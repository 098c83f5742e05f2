//! Client error types.

use thiserror::Error;

/// Result type for client operations.
pub type Result<T> = std::result::Result<T, ClientError>;

/// Errors returned by [`AuthClient`](crate::AuthClient).
#[derive(Debug, Error)]
pub enum ClientError {
    /// The request never produced a response (connection, DNS, TLS, timeout).
    #[error("Request failed: {0}")]
    Transport(#[from] reqwest::Error),

    /// The server does not offer this endpoint.
    ///
    /// Reported for 405, 501, or a 404 without an error body.
    #[error("Endpoint not available (HTTP {status})")]
    EndpointUnavailable {
        /// HTTP status returned.
        status: u16,
    },

    /// The server rejected the request.
    #[error("HTTP {status}: {message}")]
    Api {
        /// HTTP status returned.
        status: u16,
        /// Machine-readable code from the error body, if any.
        code: Option<String>,
        /// Message from the error body.
        message: String,
    },

    /// A successful response had an unexpected body.
    #[error("Invalid response: {0}")]
    InvalidResponse(String),

    /// The secret could not be used to derive a proof.
    #[error("Failed to derive proof: {0}")]
    Proof(String),
}

impl ClientError {
    /// HTTP status of the response, if one was received.
    #[must_use]
    pub const fn status(&self) -> Option<u16> {
        match self {
            Self::EndpointUnavailable { status } | Self::Api { status, .. } => Some(*status),
            Self::Transport(_) | Self::InvalidResponse(_) | Self::Proof(_) => None,
        }
    }

    /// Machine-readable error code from the server, if any.
    #[must_use]
    pub fn code(&self) -> Option<&str> {
        match self {
            Self::Api { code, .. } => code.as_deref(),
            _ => None,
        }
    }

    /// Returns `true` for a rejected credential or token.
    #[must_use]
    pub const fn is_unauthorized(&self) -> bool {
        matches!(self, Self::Api { status: 401, .. })
    }
}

++++++++++++++++++++

#### Exercise objective:
Return every line above exactly as it stands.

#### Response to this task:
repository 098c83f5742e05f2
//! Client error types.

use thiserror::Error;

/// Result type for client operations.
pub type Result<T> = std::result::Result<T, ClientError>;

/// Errors returned by [`AuthClient`](crate::AuthClient).
#[derive(Debug, Error)]
pub enum ClientError {
    /// The request never produced a response (connection, DNS, TLS, timeout).
    #[error("Request failed: {0}")]
    Transport(#[from] reqwest::Error),

    /// The server does not offer this endpoint.
    ///
    /// Reported for 405, 501, or a 404 without an error body.
    #[error("Endpoint not available (HTTP {status})")]
    EndpointUnavailable {
        /// HTTP status returned.
        status: u16,
    },

    /// The server rejected the request.
    #[error("HTTP {status}: {message}")]
    Api {
        /// HTTP status returned.
        status: u16,
        /// Machine-readable code from the error body, if any.
        code: Option<String>,
        /// Message from the error body.
        message: String,
    },

    /// A successful response had an unexpected body.
    #[error("Invalid response: {0}")]
    InvalidResponse(String),

    /// The secret could not be used to derive a proof.
    #[error("Failed to derive proof: {0}")]
    Proof(String),
}

impl ClientError {
    /// HTTP status of the response, if one was received.
    #[must_use]
    pub const fn status(&self) -> Option<u16> {
        match self {
            Self::EndpointUnavailable { status } | Self::Api { status, .. } => Some(*status),
            Self::Transport(_) | Self::InvalidResponse(_) | Self::Proof(_) => None,
        }
    }

    /// Machine-readable error code from the server, if any.
    #[must_use]
    pub fn code(&self) -> Option<&str> {
        match self {
            Self::Api { code, .. } => code.as_deref(),
            _ => None,
        }
    }

    /// Returns `true` for a rejected credential or token.
    #[must_use]
    pub const fn is_unauthorized(&self) -> bool {
        matches!(self, Self::Api { status: 401, .. })
    }
}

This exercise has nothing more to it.